PowerBuilder Source Control Concepts and Complexities

PowerBuilder is an object-oriented rapid application development environment. PowerBuilder development is based on objects, or small blocks of code designed for a single reusable purpose. One of the challenges for source control implementers in PowerBuilder is that the source for individual objects is embedded in PowerBuilder Libraries, PBLs. PBLs are in a proprietary binary format and are typically quite large in scope, containing tens or even hundreds of individual objects.
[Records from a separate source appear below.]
use thiserror::Error;

#[derive(Debug, Error)]
pub enum Error {
  #[error("io error: {0}")]
  Io(#[from] std::io::Error),

  #[error("missing header {0} / 缺少头字段")]
  MissingHeader(&'static str),

  #[error("bad header {key}={val} / 头字段无效")]
  BadHeader { key: String, val: String },

  #[error("page size must be positive, got {0} / 页大小必须为正")]
  PageSize(u64),
}

pub type Result<T> = std::result::Result<T, Error>;
//! Reference clock
//! 引用时钟
//!
//! Background thread clearing the global reference vector once per tick.
//! It goes through [`Mmu::clear_refs`], so a clear never lands inside an access.
//! 后台线程每个周期清零一次全局引用位向量。
//! 经由 [`Mmu::clear_refs`] 执行，清零不会落在一次访问中间。

use std::{
  sync::{
    Arc,
    atomic::{AtomicU64, Ordering},
  },
  thread::{self, JoinHandle},
  time::Duration,
};

use log::{debug, warn};
use parking_lot::{Condvar, Mutex, MutexGuard};

use crate::{Mmu, Result};

/// Stop signal shared with the clock thread
/// 与时钟线程共享的停止信号
#[derive(Default)]
struct Signal {
  stop: Mutex<bool>,
  cv: Condvar,
  ticks: AtomicU64,
}

/// Running reference clock, stopped on drop
/// 运行中的引用时钟，Drop 时停止
pub struct Clock {
  signal: Arc<Signal>,
  handle: Option<JoinHandle<()>>,
}

impl Clock {
  /// Spawn clock thread 启动时钟线程
  pub fn start(mmu: Mmu, tick: Duration) -> Result<Self> {
    let signal = Arc::new(Signal::default());
    let handle = thread::Builder::new().name("vm-clock".into()).spawn({
      let signal = Arc::clone(&signal);
      move || Self::run(&mmu, &signal, tick)
    })?;
    debug!("reference clock started, tick {tick:?}");
    Ok(Self {
      signal,
      handle: Some(handle),
    })
  }

  fn run(mmu: &Mmu, signal: &Signal, tick: Duration) {
    let mut stop = signal.stop.lock();
    while !*stop {
      if signal.cv.wait_for(&mut stop, tick).timed_out() && !*stop {
        // Release the signal lock while waiting on the MMU
        // 等待 MMU 锁期间释放信号锁
        MutexGuard::unlocked(&mut stop, || mmu.clear_refs());
        signal.ticks.fetch_add(1, Ordering::Relaxed);
      }
    }
  }

  /// Clears performed so far 已执行的清零次数
  #[inline]
  pub fn ticks(&self) -> u64 {
    self.signal.ticks.load(Ordering::Relaxed)
  }

  /// Stop and join the clock thread 停止并等待时钟线程
  pub fn stop(&mut self) {
    let Some(handle) = self.handle.take() else {
      return;
    };
    *self.signal.stop.lock() = true;
    self.signal.cv.notify_all();
    if handle.join().is_err() {
      warn!("reference clock thread panicked");
    }
    debug!("reference clock stopped after {} ticks", self.ticks());
  }
}

impl Drop for Clock {
  fn drop(&mut self) {
    self.stop();
  }
}
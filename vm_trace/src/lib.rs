#![cfg_attr(docsrs, feature(doc_cfg))]

//! # vm_trace - Page reference traces / 页面引用轨迹
//!
//! Reads and writes the text trace format that drives the simulator.
//! 读写驱动模拟器的文本轨迹格式。

pub mod error;
pub mod header;
pub mod line;
mod read;
mod write;

pub use error::{Error, Result};
pub use header::Header;
pub use line::{Access, Ref};
pub use read::Trace;
pub use write::Writer;
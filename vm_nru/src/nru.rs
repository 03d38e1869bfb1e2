//! NRU (Not Recently Used) victim selection
//! NRU（最近未使用）淘汰页选择
//!
//! # Complexity
//! 复杂度
//!
//! - victim: O(n) over resident pages, no allocation
//!
//! Lowest non-empty class wins, ties go to the smallest page id, so a run is
//! reproducible.
//! 取最低的非空类别，同类取最小页号，保证结果可复现。

use vm_page::PageId;

use crate::Class;

/// Snapshot of one resident page
/// 单个驻留页的快照
#[derive(Debug, Clone, Copy, PartialEq, Eq)]
pub struct Resident {
  pub page: PageId,
  /// Bit from the global reference vector 全局引用位向量中的位
  pub referenced: bool,
  pub modified: bool,
}

impl Resident {
  #[inline(always)]
  pub const fn class(&self) -> Class {
    Class::of(self.referenced, self.modified)
  }
}

/// Pick victim, `None` only if nothing is resident
/// 选择淘汰页，仅当无驻留页时返回 `None`
pub fn victim(resident: impl IntoIterator<Item = Resident>) -> Option<PageId> {
  resident
    .into_iter()
    .min_by_key(|r| (r.class(), r.page))
    .map(|r| r.page)
}
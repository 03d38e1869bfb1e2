//! Replacement policy
//! 置换策略

use vm_page::PageId;

use crate::{Resident, nru};

/// Closed set of replacement policies, dispatched by tag
/// 置换策略的封闭集合，按标签分派
#[derive(Debug, Clone, Copy, Default, PartialEq, Eq)]
pub enum Policy {
  /// Not Recently Used 最近未使用
  #[default]
  Nru,
}

impl Policy {
  /// Choose page to evict from the resident set
  /// 从驻留集合中选择淘汰页
  #[inline]
  pub fn victim(&self, resident: impl IntoIterator<Item = Resident>) -> Option<PageId> {
    match self {
      Self::Nru => nru::victim(resident),
    }
  }

  #[inline]
  pub const fn name(&self) -> &'static str {
    match self {
      Self::Nru => "NRU",
    }
  }
}
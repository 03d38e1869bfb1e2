//! Hit / fault statistics
//! 命中与缺页统计

/// Counters, never decremented, saturate at `u64::MAX`
/// 计数器，只增不减，到 `u64::MAX` 饱和
#[derive(Debug, Clone, Copy, Default, PartialEq, Eq)]
pub struct Stat {
  pub hits: u64,
  pub faults: u64,
  /// Simulated time (ns) 模拟耗时（纳秒）
  pub time_ns: u64,
}

impl Stat {
  #[inline]
  pub(crate) fn hit(&mut self, cost: u64) {
    self.hits = self.hits.saturating_add(1);
    self.time_ns = self.time_ns.saturating_add(cost);
  }

  #[inline]
  pub(crate) fn fault(&mut self, cost: u64) {
    self.faults = self.faults.saturating_add(1);
    self.time_ns = self.time_ns.saturating_add(cost);
  }

  /// Accesses processed 已处理访问数
  #[inline]
  pub fn total(&self) -> u64 {
    self.hits.saturating_add(self.faults)
  }

  /// hits / total, 0.0 before any access 命中率，无访问时为 0.0
  #[inline]
  pub fn hit_rate(&self) -> f64 {
    match self.total() {
      0 => 0.0,
      n => self.hits as f64 / n as f64,
    }
  }

  /// 1 - hit_rate, 0.0 before any access 缺页率，无访问时为 0.0
  #[inline]
  pub fn fault_rate(&self) -> f64 {
    match self.total() {
      0 => 0.0,
      _ => 1.0 - self.hit_rate(),
    }
  }

  #[inline]
  pub fn hit_pct(&self) -> f64 {
    self.hit_rate() * 100.0
  }

  #[inline]
  pub fn miss_pct(&self) -> f64 {
    self.fault_rate() * 100.0
  }
}
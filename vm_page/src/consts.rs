//! 常量与标识类型 Constants and id types

/// 虚拟页号 Virtual page number
pub type PageId = u32;

/// 物理帧号 Physical frame id
pub type FrameId = u32;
In PowerBuilder, when an object is checked out, its source must be imported into a PBL. PowerBuilder must also keep track of which PBLs should house which objects. PowerBuilder does this through PBG files which for each PBL maintain a list of the objects that are contained in them. PBG files are automatically checked in and out of source control whenever objects are added to or removed from PBLs

          

 

Then, when an object is checked back in, its source must be exported from the PBL. PowerBuilder performs these import and export operations automatically as part of the check out and check in processes.

              

In performing these behind-the-scenes operations for source control, PowerBuilder forces some restrictions on the source code Repository and on source code operations. For example the source files are stored in a fixed Repository folder structure that follows the directory structure where the PBLs are stored in the file system. And objects will always be checked out to the PBL where they resided when the objects were registered in source control. That is you can not check out an object to a particular PBL if the object had not originally been in that PBL.

What is desired in practicing a good source control methodology is the ability to re-create the application strictly from sources; to start with an empty directory and a set of source objects and end up with a set of PBLs that can be built into the deliverables.